=== Begin Enclosure ===
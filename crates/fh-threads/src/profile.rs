use tracing::debug;

use crate::error::ThreadResult;
use crate::keys;
use crate::store::CommentThreadStore;

impl CommentThreadStore {
    /// The chat display name, if one was set.
    pub fn display_name(&self) -> ThreadResult<Option<String>> {
        Ok(self.store.get(keys::DISPLAY_NAME)?)
    }

    /// Set the chat display name. Returns the stored (trimmed) name, or
    /// `None` without writing when `name` is blank.
    pub fn set_display_name(&self, name: &str) -> ThreadResult<Option<String>> {
        let name = name.trim();
        if name.is_empty() {
            return Ok(None);
        }
        self.store.set(keys::DISPLAY_NAME, name)?;
        debug!(name, "display name set");
        Ok(Some(name.to_string()))
    }
}
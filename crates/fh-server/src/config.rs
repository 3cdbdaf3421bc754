use std::net::{Ipv4Addr, SocketAddr};
use std::path::{Path, PathBuf};

use serde::{Deserialize, Serialize};

use crate::error::{ServerError, ServerResult};

#[derive(Clone, Debug, PartialEq, Eq, Serialize, Deserialize)]
#[serde(default)]
pub struct ServerConfig {
    pub bind_addr: SocketAddr,
    /// Catalog document to serve instead of the bundled seed.
    pub catalog_path: Option<PathBuf>,
    /// Send permissive CORS headers so browser front ends on other origins
    /// can read the API.
    pub allow_any_origin: bool,
}

impl Default for ServerConfig {
    fn default() -> Self {
        Self {
            bind_addr: SocketAddr::from((Ipv4Addr::LOCALHOST, 5000)),
            catalog_path: None,
            allow_any_origin: true,
        }
    }
}

impl ServerConfig {
    pub fn from_toml_str(raw: &str) -> ServerResult<Self> {
        toml::from_str(raw).map_err(|e| ServerError::Config(e.to_string()))
    }

    /// Read a TOML config file. Missing fields take their defaults.
    pub fn load(path: impl AsRef<Path>) -> ServerResult<Self> {
        let path = path.as_ref();
        let raw = std::fs::read_to_string(path)
            .map_err(|e| ServerError::Config(format!("{}: {e}", path.display())))?;
        Self::from_toml_str(&raw)
    }
}

#[cfg(test)]
mod tests {
    use super::*;

    #[test]
    fn default_config() {
        let c = ServerConfig::default();
        assert_eq!(c.bind_addr, "127.0.0.1:5000".parse::<SocketAddr>().unwrap());
        assert!(c.catalog_path.is_none());
        assert!(c.allow_any_origin);
    }

    #[test]
    fn partial_toml_keeps_defaults() {
        let c = ServerConfig::from_toml_str(r#"bind_addr = "0.0.0.0:8080""#).unwrap();
        assert_eq!(c.bind_addr.port(), 8080);
        assert!(c.allow_any_origin);
    }

    #[test]
    fn invalid_toml_is_config_error() {
        let err = ServerConfig::from_toml_str("bind_addr = 12").unwrap_err();
        assert!(matches!(err, ServerError::Config(_)));
    }

    #[test]
    fn load_from_file() {
        let dir = tempfile::tempdir().unwrap();
        let path = dir.path().join("server.toml");
        std::fs::write(&path, "catalog_path = \"catalog.json\"\nallow_any_origin = false\n").unwrap();
        let c = ServerConfig::load(&path).unwrap();
        assert_eq!(c.catalog_path, Some(PathBuf::from("catalog.json")));
        assert!(!c.allow_any_origin);
    }
}
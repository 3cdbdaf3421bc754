use fh_types::{ContentId, VoteKind};

use crate::error::LedgerResult;
use crate::records::{AggregateRating, VoteRecord};

/// Write boundary of the rating ledger.
///
/// Both operations act on the current viewer and return the freshly
/// recomputed aggregate of the content they touched.
pub trait RatingWriter: Send + Sync {
    /// Replace the viewer's vote on `content` with `kind`.
    ///
    /// Repeating the same kind is not deduplicated: the old record is removed
    /// and a new one appended each time.
    fn cast_vote(&self, content: &ContentId, kind: VoteKind) -> LedgerResult<AggregateRating>;

    /// Remove the viewer's vote on `content`, if any.
    fn retract_vote(&self, content: &ContentId) -> LedgerResult<AggregateRating>;
}

/// Read boundary of the rating ledger.
pub trait RatingReader: Send + Sync {
    /// Every persisted vote record, oldest first.
    fn votes(&self) -> LedgerResult<Vec<VoteRecord>>;

    /// The viewer's current vote on `content`.
    fn viewer_vote(&self, content: &ContentId) -> LedgerResult<Option<VoteKind>>;

    /// Aggregate of one content, computed from [`votes`](Self::votes).
    fn aggregate(&self, content: &ContentId) -> LedgerResult<AggregateRating> {
        let votes = self.votes()?;
        Ok(AggregateRating::from_votes(content, &votes))
    }
}
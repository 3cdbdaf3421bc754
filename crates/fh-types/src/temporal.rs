use std::fmt;

use chrono::{DateTime, TimeZone, Utc};
use serde::{Deserialize, Serialize};

/// Wall-clock milliseconds since the UNIX epoch.
///
/// Serialized as a bare integer, the same shape a browser's `Date.now()`
/// produces, so vote records stay readable across front ends.
#[derive(Clone, Copy, PartialEq, Eq, Hash, PartialOrd, Ord, Serialize, Deserialize)]
#[serde(transparent)]
pub struct Timestamp(i64);

impl Timestamp {
    pub const fn from_millis(millis: i64) -> Self {
        Self(millis)
    }

    /// The current wall-clock time.
    pub fn now() -> Self {
        Self(Utc::now().timestamp_millis())
    }

    pub const fn as_millis(&self) -> i64 {
        self.0
    }

    /// Convert to a UTC date-time. Out-of-range values clamp to the epoch.
    pub fn to_datetime(&self) -> DateTime<Utc> {
        Utc.timestamp_millis_opt(self.0)
            .single()
            .unwrap_or_default()
    }
}

impl From<DateTime<Utc>> for Timestamp {
    fn from(dt: DateTime<Utc>) -> Self {
        Self(dt.timestamp_millis())
    }
}

impl fmt::Debug for Timestamp {
    fn fmt(&self, f: &mut fmt::Formatter<'_>) -> fmt::Result {
        write!(f, "Timestamp({}ms)", self.0)
    }
}

impl fmt::Display for Timestamp {
    fn fmt(&self, f: &mut fmt::Formatter<'_>) -> fmt::Result {
        write!(f, "{}", self.to_datetime().to_rfc3339())
    }
}
use std::sync::{Arc, Mutex};

use fh_store::KeyValueStore;
use fh_types::ViewerId;
use tracing::debug;

use crate::error::{LedgerError, LedgerResult};
use crate::keys;

/// Lazily creates and persists the viewer id of a profile.
///
/// The provider is the only writer of the viewer id key. The id is created
/// on the first call and never rotated afterwards.
pub struct IdentityProvider {
    store: Arc<dyn KeyValueStore>,
    create_lock: Mutex<()>,
}

impl IdentityProvider {
    pub fn new(store: Arc<dyn KeyValueStore>) -> Self {
        Self {
            store,
            create_lock: Mutex::new(()),
        }
    }

    /// Return the persisted viewer id, creating and storing one on first use.
    pub fn get_or_create_viewer_id(&self) -> LedgerResult<ViewerId> {
        let _guard = self.create_lock.lock().map_err(|_| LedgerError::Poisoned)?;
        if let Some(existing) = self.store.get(keys::VIEWER_ID)? {
            return Ok(ViewerId::from_raw(existing));
        }
        let created = ViewerId::generate();
        self.store.set(keys::VIEWER_ID, created.as_str())?;
        debug!(viewer = %created, "created viewer id");
        Ok(created)
    }

    /// The persisted viewer id, without creating one.
    pub fn current(&self) -> LedgerResult<Option<ViewerId>> {
        Ok(self.store.get(keys::VIEWER_ID)?.map(ViewerId::from_raw))
    }
}

impl std::fmt::Debug for IdentityProvider {
    fn fmt(&self, f: &mut std::fmt::Formatter<'_>) -> std::fmt::Result {
        f.debug_struct("IdentityProvider").finish_non_exhaustive()
    }
}
//! Read-only content catalog for FandomHub.
//!
//! The catalog is a fixed list of games, movies and series loaded once at
//! startup, either from the JSON document bundled with this crate or from a
//! file. Each content optionally carries named category buckets
//! (`characters`, `weapons`, `locations`, ...) whose items hold a
//! [`CategoryData`] attribute bag.
//!
//! # Design Rules
//!
//! 1. The catalog is immutable after load; share it behind an `Arc`.
//! 2. Lookups never fail. Unknown ids are `None` or empty lists.
//! 3. Seed order is preserved everywhere except `trending`, which sorts by
//!    rank.

pub mod catalog;
pub mod error;
pub mod model;

pub use catalog::{ContentCatalog, InMemoryCatalog, LIST_LIMIT};
pub use error::{CatalogError, CatalogResult};
pub use model::{
    display_value, Attributes, CategoryData, CategoryEntry, CategoryItem, CharacterData,
    ContentKind, ContentRecord, ContentSummary, LocationData, WeaponData,
};
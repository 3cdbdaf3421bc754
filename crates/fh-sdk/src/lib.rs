//! High-level SDK for FandomHub.
//!
//! [`Profile`] is the main entry point for front ends: it wires one
//! key-value store to the identity provider, the rating ledger and the
//! comment threads, and adds the button-level behaviors (vote toggling,
//! posting under the profile's display name).

pub mod error;
pub mod profile;

pub use error::{SdkError, SdkResult};
pub use profile::{Profile, VoteToggle};

// Re-export key types
pub use fh_ledger::{AggregateRating, RatingSummary, VoteRecord};
pub use fh_threads::{Comment, Message, Reply};
pub use fh_types::{ContentId, MessageId, ViewerId, VoteKind};
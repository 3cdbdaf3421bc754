//! Per-content comment threads for FandomHub.
//!
//! A thread is an ordered list of top-level [`Message`]s, each carrying one
//! level of [`Reply`]s. Threads live in the local profile store under one key
//! per content id and are rewritten in full on every mutation.
//!
//! # Design Rules
//!
//! 1. Depth is fixed at two: a reply has no `replies` field.
//! 2. Blank bodies are ignored, never stored.
//! 3. `likes` moves by exactly one per toggle and never drops below zero.
//! 4. Threads stored under the legacy `chat_` key are read transparently and
//!    moved to the current key on first write.

pub mod error;
pub mod keys;
pub mod message;
mod profile;
pub mod store;

pub use error::{ThreadError, ThreadResult};
pub use message::{Comment, Message, Reply};
pub use store::CommentThreadStore;
use std::collections::BTreeMap;
use std::sync::RwLock;

use crate::error::{StoreError, StoreResult};
use crate::traits::KeyValueStore;

/// In-memory, `BTreeMap`-based profile store.
///
/// Intended for tests and embedding. Values are held behind a `RwLock` and
/// cloned on read. Data is lost when the store is dropped.
pub struct InMemoryKeyValueStore {
    entries: RwLock<BTreeMap<String, String>>,
}

impl InMemoryKeyValueStore {
    /// Create a new empty store.
    pub fn new() -> Self {
        Self {
            entries: RwLock::new(BTreeMap::new()),
        }
    }

    /// Number of keys currently stored.
    pub fn len(&self) -> usize {
        self.entries.read().map(|m| m.len()).unwrap_or(0)
    }

    /// Returns `true` if the store is empty.
    pub fn is_empty(&self) -> bool {
        self.len() == 0
    }

    /// Total bytes across all stored values.
    pub fn total_bytes(&self) -> usize {
        self.entries
            .read()
            .map(|m| m.values().map(String::len).sum())
            .unwrap_or(0)
    }
}

impl Default for InMemoryKeyValueStore {
    fn default() -> Self {
        Self::new()
    }
}

impl KeyValueStore for InMemoryKeyValueStore {
    fn get(&self, key: &str) -> StoreResult<Option<String>> {
        let map = self.entries.read().map_err(|_| StoreError::Poisoned)?;
        Ok(map.get(key).cloned())
    }

    fn set(&self, key: &str, value: &str) -> StoreResult<()> {
        let mut map = self.entries.write().map_err(|_| StoreError::Poisoned)?;
        map.insert(key.to_string(), value.to_string());
        Ok(())
    }

    fn remove(&self, key: &str) -> StoreResult<bool> {
        let mut map = self.entries.write().map_err(|_| StoreError::Poisoned)?;
        Ok(map.remove(key).is_some())
    }

    fn keys(&self) -> StoreResult<Vec<String>> {
        let map = self.entries.read().map_err(|_| StoreError::Poisoned)?;
        Ok(map.keys().cloned().collect())
    }

    fn clear(&self) -> StoreResult<()> {
        self.entries
            .write()
            .map_err(|_| StoreError::Poisoned)?
            .clear();
        Ok(())
    }
}

impl std::fmt::Debug for InMemoryKeyValueStore {
    fn fmt(&self, f: &mut std::fmt::Formatter<'_>) -> std::fmt::Result {
        f.debug_struct("InMemoryKeyValueStore")
            .field("key_count", &self.len())
            .finish()
    }
}
//! HTTP server for FandomHub.
//!
//! Serves the content catalog as read-only JSON. Ratings and comments are
//! local to each viewer's profile and never reach the server.

pub mod config;
pub mod error;
pub mod handler;
pub mod router;
pub mod server;
pub mod state;

pub use config::ServerConfig;
pub use error::{ServerError, ServerResult};
pub use handler::HealthResponse;
pub use server::FandomServer;
pub use state::AppState;

#[cfg(test)]
mod tests {
    use std::sync::Arc;

    use axum::body::Body;
    use axum::http::{Request, StatusCode};
    use axum::Router;
    use fh_catalog::InMemoryCatalog;
    use serde_json::Value;
    use tower::util::ServiceExt;

    use super::*;

    fn app() -> Router {
        let catalog = InMemoryCatalog::seeded().unwrap();
        router::build_router(AppState::new(Arc::new(catalog)))
    }

    async fn get(uri: &str) -> (StatusCode, Value) {
        let response = app()
            .oneshot(Request::builder().uri(uri).body(Body::empty()).unwrap())
            .await
            .unwrap();
        let status = response.status();
        let bytes = axum::body::to_bytes(response.into_body(), usize::MAX)
            .await
            .unwrap();
        (status, serde_json::from_slice(&bytes).unwrap())
    }

    fn ids(body: &Value) -> Vec<&str> {
        body.as_array()
            .unwrap()
            .iter()
            .map(|c| c["id"].as_str().unwrap())
            .collect()
    }

    #[tokio::test]
    async fn health_endpoint() {
        let (status, body) = get("/health").await;
        assert_eq!(status, StatusCode::OK);
        assert_eq!(body["status"], "ok");
    }

    #[tokio::test]
    async fn info_endpoint() {
        let (status, body) = get("/info").await;
        assert_eq!(status, StatusCode::OK);
        assert_eq!(body["name"], "fh-server");
        assert_eq!(body["contents"], 15);
    }

    #[tokio::test]
    async fn list_all_content() {
        let (status, body) = get("/api/content").await;
        assert_eq!(status, StatusCode::OK);
        assert_eq!(body.as_array().unwrap().len(), 15);
        assert!(body[0].get("categories").is_none());
    }

    #[tokio::test]
    async fn trending_is_not_captured_by_id_route() {
        let (status, body) = get("/api/content/trending").await;
        assert_eq!(status, StatusCode::OK);
        let list = body.as_array().unwrap();
        assert!(!list.is_empty() && list.len() <= 20);
        assert_eq!(list[0]["id"], "the-last-of-us");
    }

    #[tokio::test]
    async fn featured_list() {
        let (status, body) = get("/api/content/featured").await;
        assert_eq!(status, StatusCode::OK);
        assert!(body.as_array().unwrap().iter().all(|c| c["featured"] == true));
    }

    #[tokio::test]
    async fn content_by_type() {
        let (status, body) = get("/api/content/type/movie").await;
        assert_eq!(status, StatusCode::OK);
        assert!(ids(&body).contains(&"matrix"));
        assert!(body.as_array().unwrap().iter().all(|c| c["type"] == "movie"));

        let (status, body) = get("/api/content/type/anime").await;
        assert_eq!(status, StatusCode::OK);
        assert!(body.as_array().unwrap().is_empty());
    }

    #[tokio::test]
    async fn content_by_id() {
        let (status, body) = get("/api/content/matrix").await;
        assert_eq!(status, StatusCode::OK);
        assert_eq!(body["title"], "Matrix");
    }

    #[tokio::test]
    async fn unknown_content_is_404_json() {
        let (status, body) = get("/api/content/does-not-exist").await;
        assert_eq!(status, StatusCode::NOT_FOUND);
        assert_eq!(body["error"], "Content not found");
    }

    #[tokio::test]
    async fn content_categories_flattened() {
        let (status, body) = get("/api/content/the-last-of-us/categories").await;
        assert_eq!(status, StatusCode::OK);
        let entries = body.as_array().unwrap();
        assert_eq!(entries.len(), 4);
        assert_eq!(entries[0]["type"], "characters");
        assert_eq!(entries[0]["contentId"], "the-last-of-us");

        let (status, body) = get("/api/content/nope/categories").await;
        assert_eq!(status, StatusCode::OK);
        assert!(body.as_array().unwrap().is_empty());
    }

    #[tokio::test]
    async fn category_by_id() {
        let (status, body) = get("/api/categories/revolver").await;
        assert_eq!(status, StatusCode::OK);
        assert_eq!(body["type"], "weapons");
        assert_eq!(body["data"]["damage"], "Alto");

        let (status, body) = get("/api/categories/nope").await;
        assert_eq!(status, StatusCode::NOT_FOUND);
        assert_eq!(body["error"], "Category not found");
    }

    #[tokio::test]
    async fn search_requires_query() {
        let (status, body) = get("/api/search").await;
        assert_eq!(status, StatusCode::BAD_REQUEST);
        assert_eq!(body["error"], "Search query is required");

        let (status, _) = get("/api/search?q=").await;
        assert_eq!(status, StatusCode::BAD_REQUEST);
    }

    #[tokio::test]
    async fn search_matches() {
        let (status, body) = get("/api/search?q=MATRIX").await;
        assert_eq!(status, StatusCode::OK);
        assert_eq!(ids(&body), vec!["matrix"]);
    }

    #[tokio::test]
    async fn unknown_route_is_404_json() {
        let (status, body) = get("/api/nothing-here").await;
        assert_eq!(status, StatusCode::NOT_FOUND);
        assert_eq!(body["error"], "Not found");
    }
}
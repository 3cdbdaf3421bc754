use std::net::SocketAddr;
use std::path::PathBuf;

use clap::{Args, Parser, Subcommand};
use fh_catalog::ContentKind;
use fh_types::VoteKind;

#[derive(Parser)]
#[command(
    name = "fandomhub",
    about = "FandomHub: browse, rate and discuss games, movies and series",
    version,
)]
pub struct Cli {
    #[command(subcommand)]
    pub command: Command,

    #[arg(short, long, global = true)]
    pub verbose: bool,

    #[arg(long, global = true, default_value = "text")]
    pub format: OutputFormat,

    /// Profile document holding the viewer id, votes and threads
    #[arg(long, global = true, default_value = ".fandomhub/profile.json")]
    pub profile: PathBuf,

    /// Catalog document to use instead of the bundled one
    #[arg(long, global = true)]
    pub catalog: Option<PathBuf>,
}

#[derive(Clone, Copy, Debug, clap::ValueEnum)]
pub enum OutputFormat {
    Text,
    Json,
}

#[derive(Subcommand)]
pub enum Command {
    /// Start the read-only catalog HTTP server
    Serve(ServeArgs),
    /// List or show catalog content
    Content(ContentArgs),
    /// Show trending content
    Trending,
    /// Show featured content
    Featured,
    /// Search titles, descriptions and types
    Search(SearchArgs),
    /// List the category items of a content
    Categories(ContentRef),
    /// Show a single category item
    Category(CategoryArgs),
    /// Like or dislike a content; repeating the same vote removes it
    Vote(VoteArgs),
    /// Remove your vote on a content
    Unvote(ContentRef),
    /// Show the rating of a content
    Rating(ContentRef),
    /// Show every rated content
    Ratings,
    /// Show the viewer id and display name of the profile
    Whoami,
    /// Get or set the chat display name
    Name(NameArgs),
    /// Show the comment thread of a content
    Thread(ContentRef),
    /// Post a message to a content's thread
    Post(PostArgs),
    /// Reply to a message
    Reply(ReplyArgs),
    /// Like or unlike a message or reply
    Like(LikeArgs),
}

#[derive(Args)]
pub struct ServeArgs {
    /// Address to listen on (overrides the config file)
    #[arg(long)]
    pub bind: Option<SocketAddr>,
    /// TOML server config
    #[arg(long)]
    pub config: Option<PathBuf>,
}

#[derive(Args)]
pub struct ContentArgs {
    #[command(subcommand)]
    pub action: ContentAction,
}

#[derive(Subcommand)]
pub enum ContentAction {
    /// List content, optionally of one type
    List {
        #[arg(long = "type")]
        kind: Option<ContentKind>,
    },
    /// Show one content
    Show { id: String },
}

#[derive(Args)]
pub struct ContentRef {
    pub content: String,
}

#[derive(Args)]
pub struct SearchArgs {
    pub query: String,
}

#[derive(Args)]
pub struct CategoryArgs {
    pub id: String,
}

#[derive(Args)]
pub struct VoteArgs {
    pub content: String,
    /// like|dislike (also up/down, +/-)
    pub kind: VoteKind,
}

#[derive(Args)]
pub struct NameArgs {
    pub name: Option<String>,
}

#[derive(Args)]
pub struct PostArgs {
    pub content: String,
    pub message: String,
}

#[derive(Args)]
pub struct ReplyArgs {
    pub content: String,
    pub parent: String,
    pub message: String,
}

#[derive(Args)]
pub struct LikeArgs {
    pub content: String,
    pub message: String,
    /// Parent message id when liking a reply
    #[arg(long)]
    pub parent: Option<String>,
}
=== End Enclosure ===
Brief
Lines to set down from above: the line with "pub enum OutputFormat", the line with "pub struct VoteArgs", and every line between, each exactly as written.

Task response
pub enum OutputFormat {
    Text,
    Json,
}

#[derive(Subcommand)]
pub enum Command {
    /// Start the read-only catalog HTTP server
    Serve(ServeArgs),
    /// List or show catalog content
    Content(ContentArgs),
    /// Show trending content
    Trending,
    /// Show featured content
    Featured,
    /// Search titles, descriptions and types
    Search(SearchArgs),
    /// List the category items of a content
    Categories(ContentRef),
    /// Show a single category item
    Category(CategoryArgs),
    /// Like or dislike a content; repeating the same vote removes it
    Vote(VoteArgs),
    /// Remove your vote on a content
    Unvote(ContentRef),
    /// Show the rating of a content
    Rating(ContentRef),
    /// Show every rated content
    Ratings,
    /// Show the viewer id and display name of the profile
    Whoami,
    /// Get or set the chat display name
    Name(NameArgs),
    /// Show the comment thread of a content
    Thread(ContentRef),
    /// Post a message to a content's thread
    Post(PostArgs),
    /// Reply to a message
    Reply(ReplyArgs),
    /// Like or unlike a message or reply
    Like(LikeArgs),
}

#[derive(Args)]
pub struct ServeArgs {
    /// Address to listen on (overrides the config file)
    #[arg(long)]
    pub bind: Option<SocketAddr>,
    /// TOML server config
    #[arg(long)]
    pub config: Option<PathBuf>,
}

#[derive(Args)]
pub struct ContentArgs {
    #[command(subcommand)]
    pub action: ContentAction,
}

#[derive(Subcommand)]
pub enum ContentAction {
    /// List content, optionally of one type
    List {
        #[arg(long = "type")]
        kind: Option<ContentKind>,
    },
    /// Show one content
    Show { id: String },
}

#[derive(Args)]
pub struct ContentRef {
    pub content: String,
}

#[derive(Args)]
pub struct SearchArgs {
    pub query: String,
}

#[derive(Args)]
pub struct CategoryArgs {
    pub id: String,
}

#[derive(Args)]
pub struct VoteArgs {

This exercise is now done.